//! Keep/drop classification of keyword signals against curated term sets.

use std::collections::BTreeSet;

use serde::Serialize;
use shelfwise_core::{
    Keyworded, ProductTypeEntry, ProductTypeMatch, RelevanceContext, RelevanceVocabulary,
};

use crate::terms::{normalize, normalize_terms, phrase_match};

/// How aggressively signals are filtered.
///
/// `Strict` and `Broad` run the same filter; they differ only in which terms
/// [`context_for_mode`] puts into the context. `All` bypasses filtering.
#[derive(Debug, Clone, Copy, PartialEq, Eq, Hash, Serialize)]
#[serde(rename_all = "lowercase")]
pub enum FilterMode {
    Strict,
    Broad,
    All,
}

impl FilterMode {
    /// Case-insensitive parse; anything unrecognized is `Strict`.
    #[must_use]
    pub fn parse(raw: &str) -> Self {
        match raw.trim().to_lowercase().as_str() {
            "broad" => Self::Broad,
            "all" => Self::All,
            _ => Self::Strict,
        }
    }

    #[must_use]
    pub fn as_str(self) -> &'static str {
        match self {
            Self::Strict => "strict",
            Self::Broad => "broad",
            Self::All => "all",
        }
    }
}

impl std::fmt::Display for FilterMode {
    fn fmt(&self, f: &mut std::fmt::Formatter<'_>) -> std::fmt::Result {
        f.write_str(self.as_str())
    }
}

/// Result of one filter invocation.
#[derive(Debug, Clone, PartialEq, Serialize)]
#[serde(rename_all = "camelCase")]
pub struct RelevanceOutcome<T> {
    pub filtered_signals: Vec<T>,
    pub filtered_out_count: usize,
    pub matched_product_type_keys: BTreeSet<String>,
    pub matched_occasion_terms: BTreeSet<String>,
    pub matched_exclude_terms: BTreeSet<String>,
}

impl<T> RelevanceOutcome<T> {
    fn empty(capacity: usize) -> Self {
        Self {
            filtered_signals: Vec::with_capacity(capacity),
            filtered_out_count: 0,
            matched_product_type_keys: BTreeSet::new(),
            matched_occasion_terms: BTreeSet::new(),
            matched_exclude_terms: BTreeSet::new(),
        }
    }
}

/// Builds a [`ProductTypeMatch`] whose synonyms are normalized,
/// de-duplicated, and include the key itself.
#[must_use]
pub fn product_type_match(entry: &ProductTypeEntry) -> ProductTypeMatch {
    let synonyms = std::iter::once(&entry.key)
        .chain(entry.synonyms.iter())
        .map(|s| normalize(s))
        .filter(|s| !s.is_empty())
        .collect();
    ProductTypeMatch {
        key: entry.key.trim().to_string(),
        synonyms,
    }
}

/// Populates the term sets for `mode` from the curated vocabulary.
///
/// * `Strict`: product types match on their key only; occasions are ignored.
/// * `Broad`: product types match on key and synonyms; occasions count.
/// * `All`: empty context.
///
/// Exclude terms apply in both strict and broad mode.
#[must_use]
pub fn context_for_mode(vocabulary: &RelevanceVocabulary, mode: FilterMode) -> RelevanceContext {
    match mode {
        FilterMode::All => RelevanceContext::default(),
        FilterMode::Strict => RelevanceContext {
            product_types: vocabulary
                .product_types
                .iter()
                .map(|entry| {
                    product_type_match(&ProductTypeEntry {
                        key: entry.key.clone(),
                        synonyms: Vec::new(),
                    })
                })
                .collect(),
            occasion_terms: Vec::new(),
            exclude_terms: normalize_terms(&vocabulary.exclude_terms),
        },
        FilterMode::Broad => RelevanceContext {
            product_types: vocabulary
                .product_types
                .iter()
                .map(product_type_match)
                .collect(),
            occasion_terms: normalize_terms(&vocabulary.occasion_terms),
            exclude_terms: normalize_terms(&vocabulary.exclude_terms),
        },
    }
}

/// Context terms normalized once per invocation.
struct PreparedContext<'a> {
    product_types: Vec<(&'a str, Vec<String>)>,
    occasion_terms: Vec<String>,
    exclude_terms: Vec<String>,
}

impl<'a> PreparedContext<'a> {
    fn new(context: &'a RelevanceContext) -> Self {
        Self {
            product_types: context
                .product_types
                .iter()
                .map(|pt| (pt.key.as_str(), normalize_terms(&pt.synonyms)))
                .collect(),
            occasion_terms: normalize_terms(&context.occasion_terms),
            exclude_terms: normalize_terms(&context.exclude_terms),
        }
    }
}

fn matching_terms<'t>(haystack: &str, terms: &'t [String]) -> Vec<&'t str> {
    terms
        .iter()
        .filter(|term| phrase_match(haystack, term))
        .map(String::as_str)
        .collect()
}

/// Splits `signals` into kept and dropped according to `context`.
///
/// Signals are visited in input order and kept signals retain that order.
/// An exclude match drops a signal no matter what else it matches; otherwise
/// it is kept if it matches at least one product type or occasion term.
/// `filtered_signals.len() + filtered_out_count` always equals the input length.
#[must_use]
pub fn filter_signals<T: Keyworded>(
    signals: Vec<T>,
    context: &RelevanceContext,
    mode: FilterMode,
) -> RelevanceOutcome<T> {
    let mut outcome = RelevanceOutcome::empty(signals.len());

    if mode == FilterMode::All {
        outcome.filtered_signals = signals;
        return outcome;
    }

    let prepared = PreparedContext::new(context);
    let total = signals.len();

    for signal in signals {
        let keyword = normalize(signal.keyword());

        let excluded = matching_terms(&keyword, &prepared.exclude_terms);
        if !excluded.is_empty() {
            outcome
                .matched_exclude_terms
                .extend(excluded.into_iter().map(str::to_string));
            outcome.filtered_out_count += 1;
            continue;
        }

        let type_keys: Vec<&str> = prepared
            .product_types
            .iter()
            .filter(|(_, synonyms)| synonyms.iter().any(|s| phrase_match(&keyword, s)))
            .map(|(key, _)| *key)
            .collect();
        let occasions = matching_terms(&keyword, &prepared.occasion_terms);

        if type_keys.is_empty() && occasions.is_empty() {
            outcome.filtered_out_count += 1;
            continue;
        }

        outcome
            .matched_product_type_keys
            .extend(type_keys.into_iter().map(str::to_string));
        outcome
            .matched_occasion_terms
            .extend(occasions.into_iter().map(str::to_string));
        outcome.filtered_signals.push(signal);
    }

    tracing::debug!(
        mode = %mode,
        total,
        kept = outcome.filtered_signals.len(),
        dropped = outcome.filtered_out_count,
        "relevance filter applied"
    );

    outcome
}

■ **Exercise**
Read through the entries, then copy every line where the string "usize" is found.

■ **Written solution**
    pub filtered_out_count: usize,
    fn empty(capacity: usize) -> Self {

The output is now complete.